When the United States formally entered World War I on April 6, 1917, Hale began work as a research chemist at Picatinny Arsenal. The primary explosive used by the US during that war was trinitrotoluene (TNT). About 2,500,00 tons of high explosives containing TNT and its derivatives were used by the contending powers during the war resulting in an estimated 10 million casualties.

After the war in July 1920 he was sent to Germany to assist in collecting information on German expolsives and ammunition under the command of Major R.L. Maxwell at the Mulheim Ordnance Depot. It was there that he studied all types of German ammunitions including the metals, materials and processes that they used in their production.

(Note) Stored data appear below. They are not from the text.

//! Application configuration
//!
//! Loaded once from a JSON file, with the signing secret optionally taken
//! from `PRESSROOM_JWT_SECRET`, then passed explicitly to everything that
//! needs it. Nothing else reads the environment.

use std::fs;
use std::path::Path;

use serde::{Deserialize, Serialize};
use thiserror::Error;

use crate::auth::JwtConfig;
use crate::http_server::HttpServerConfig;

/// Environment variable that overrides `auth.jwt_secret`
pub const JWT_SECRET_ENV: &str = "PRESSROOM_JWT_SECRET";

/// Result type for configuration loading
pub type ConfigResult<T> = Result<T, ConfigError>;

/// Configuration errors
#[derive(Debug, Error)]
pub enum ConfigError {
    #[error("Failed to read config {path}: {reason}")]
    Read { path: String, reason: String },

    #[error("Invalid config JSON: {0}")]
    Parse(#[from] serde_json::Error),

    #[error("Invalid configuration: {0}")]
    Invalid(String),
}

/// Deployment environment
#[derive(Debug, Clone, Copy, Default, PartialEq, Eq, Serialize, Deserialize)]
#[serde(rename_all = "lowercase")]
pub enum Environment {
    #[default]
    Development,
    Production,
}

/// Token and cookie settings
#[derive(Debug, Clone, Serialize, Deserialize)]
pub struct AuthSettings {
    /// HS256 signing secret; required in production
    #[serde(default)]
    pub jwt_secret: Option<String>,

    /// Token lifetime in minutes (default: 1440)
    #[serde(default = "default_token_ttl")]
    pub token_ttl_minutes: i64,

    #[serde(default = "default_issuer")]
    pub issuer: String,

    #[serde(default = "default_issuer")]
    pub audience: String,

    /// Name of the cookie carrying the token (default: "token")
    #[serde(default = "default_cookie_name")]
    pub cookie_name: String,
}

/// Longest accepted token lifetime: one year
pub const MAX_TOKEN_TTL_MINUTES: i64 = 365 * 24 * 60;

fn default_token_ttl() -> i64 {
    24 * 60
}

fn default_issuer() -> String {
    "pressroom".to_string()
}

fn default_cookie_name() -> String {
    "token".to_string()
}

impl Default for AuthSettings {
    fn default() -> Self {
        Self {
            jwt_secret: None,
            token_ttl_minutes: default_token_ttl(),
            issuer: default_issuer(),
            audience: default_issuer(),
            cookie_name: default_cookie_name(),
        }
    }
}

impl AuthSettings {
    pub fn jwt_config(&self) -> JwtConfig {
        JwtConfig {
            secret: self.jwt_secret.clone(),
            // Clamped so an unvalidated value cannot overflow the expiry
            token_ttl: chrono::Duration::minutes(
                self.token_ttl_minutes.clamp(1, MAX_TOKEN_TTL_MINUTES),
            ),
            issuer: self.issuer.clone(),
            audience: self.audience.clone(),
        }
    }
}

/// Administrator account created at startup if its username is free
#[derive(Debug, Clone, Serialize, Deserialize)]
pub struct SeedAdmin {
    pub username: String,
    pub email: String,
    pub password: String,
}

/// Complete application configuration
#[derive(Debug, Clone, Default, Serialize, Deserialize)]
pub struct AppConfig {
    #[serde(default)]
    pub environment: Environment,

    #[serde(default)]
    pub server: HttpServerConfig,

    #[serde(default)]
    pub auth: AuthSettings,

    /// Default tracing filter when `RUST_LOG` is unset (default: "info")
    #[serde(default)]
    pub log_filter: Option<String>,

    #[serde(default)]
    pub seed_admin: Option<SeedAdmin>,
}

impl AppConfig {
    /// Load configuration from file, apply the environment override, and
    /// validate
    pub fn load(path: &Path) -> ConfigResult<Self> {
        let content = fs::read_to_string(path).map_err(|e| ConfigError::Read {
            path: path.display().to_string(),
            reason: e.to_string(),
        })?;

        let mut config: AppConfig = serde_json::from_str(&content)?;
        config.apply_secret_override(std::env::var(JWT_SECRET_ENV).ok());
        config.validate()?;

        Ok(config)
    }

    /// Defaults plus the environment override
    pub fn from_env() -> ConfigResult<Self> {
        let mut config = AppConfig::default();
        config.apply_secret_override(std::env::var(JWT_SECRET_ENV).ok());
        config.validate()?;
        Ok(config)
    }

    /// Replace the configured secret with a non-empty override
    pub fn apply_secret_override(&mut self, secret: Option<String>) {
        if let Some(secret) = secret.filter(|s| !s.trim().is_empty()) {
            self.auth.jwt_secret = Some(secret);
        }
    }

    pub fn is_production(&self) -> bool {
        self.environment == Environment::Production
    }

    pub fn log_filter(&self) -> &str {
        self.log_filter.as_deref().unwrap_or("info")
    }

    /// Reject configurations the server cannot run with
    pub fn validate(&self) -> ConfigResult<()> {
        if self.server.port == 0 {
            return Err(ConfigError::Invalid("server.port must be > 0".into()));
        }

        if self.server.body_limit_bytes == 0 {
            return Err(ConfigError::Invalid(
                "server.body_limit_bytes must be > 0".into(),
            ));
        }

        if !(1..=MAX_TOKEN_TTL_MINUTES).contains(&self.auth.token_ttl_minutes) {
            return Err(ConfigError::Invalid(format!(
                "auth.token_ttl_minutes must be between 1 and {}",
                MAX_TOKEN_TTL_MINUTES
            )));
        }

        if self.auth.cookie_name.trim().is_empty() {
            return Err(ConfigError::Invalid("auth.cookie_name must not be empty".into()));
        }

        let has_secret = self
            .auth
            .jwt_secret
            .as_deref()
            .is_some_and(|s| !s.trim().is_empty());

        if self.is_production() && !has_secret {
            return Err(ConfigError::Invalid(format!(
                "auth.jwt_secret (or {}) is required in production",
                JWT_SECRET_ENV
            )));
        }

        if let Some(seed) = &self.seed_admin {
            if seed.username.trim().is_empty() || seed.password.is_empty() {
                return Err(ConfigError::Invalid(
                    "seed_admin needs a username and password".into(),
                ));
            }
        }

        Ok(())
    }
}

In 1929 Hale was promoted to Chief of the Chemical Department at Picatinny, a position he held until his death. During his tenure he developed standardized research into the production of military explosives. Portions of his work have been presented to the patent literature, other work of his has been kept secret due to the necessary restrictions imposed by military secrecy.

Between World War I and World War II, the chemists at the Picatinny Arsenal had been trying to find a substitute for RDX that would retain is brisance but eliminate its sensitivity to friction or shock which hampered its production and storage. Through their efforts they invented ethylenedinitramine (EDNA) which was the first American explosive. This substance could replace picric acid and TNT as a high explosive, tetryl as a detonator, and nitroglycerine or nitrocellulose as a propellant because of its insensitivity to shock and ease of ignition. Developed in 1935, it was not used during World War II until the problem of the high cost of producing one of its intermediaries, ethylene urea, could be solved by the DuPont Company.

Leading up to and during World War II, Hale assisted with the production of RDX in the US at plants at the Wabash Ordnance Plant near Newport, Indiana using the British discovered Woolwich method and the Houston Ordnance Plant in Eastern Tennessee using the Bachmann process discovered by Werner E. Bachmann at the University of Michigan.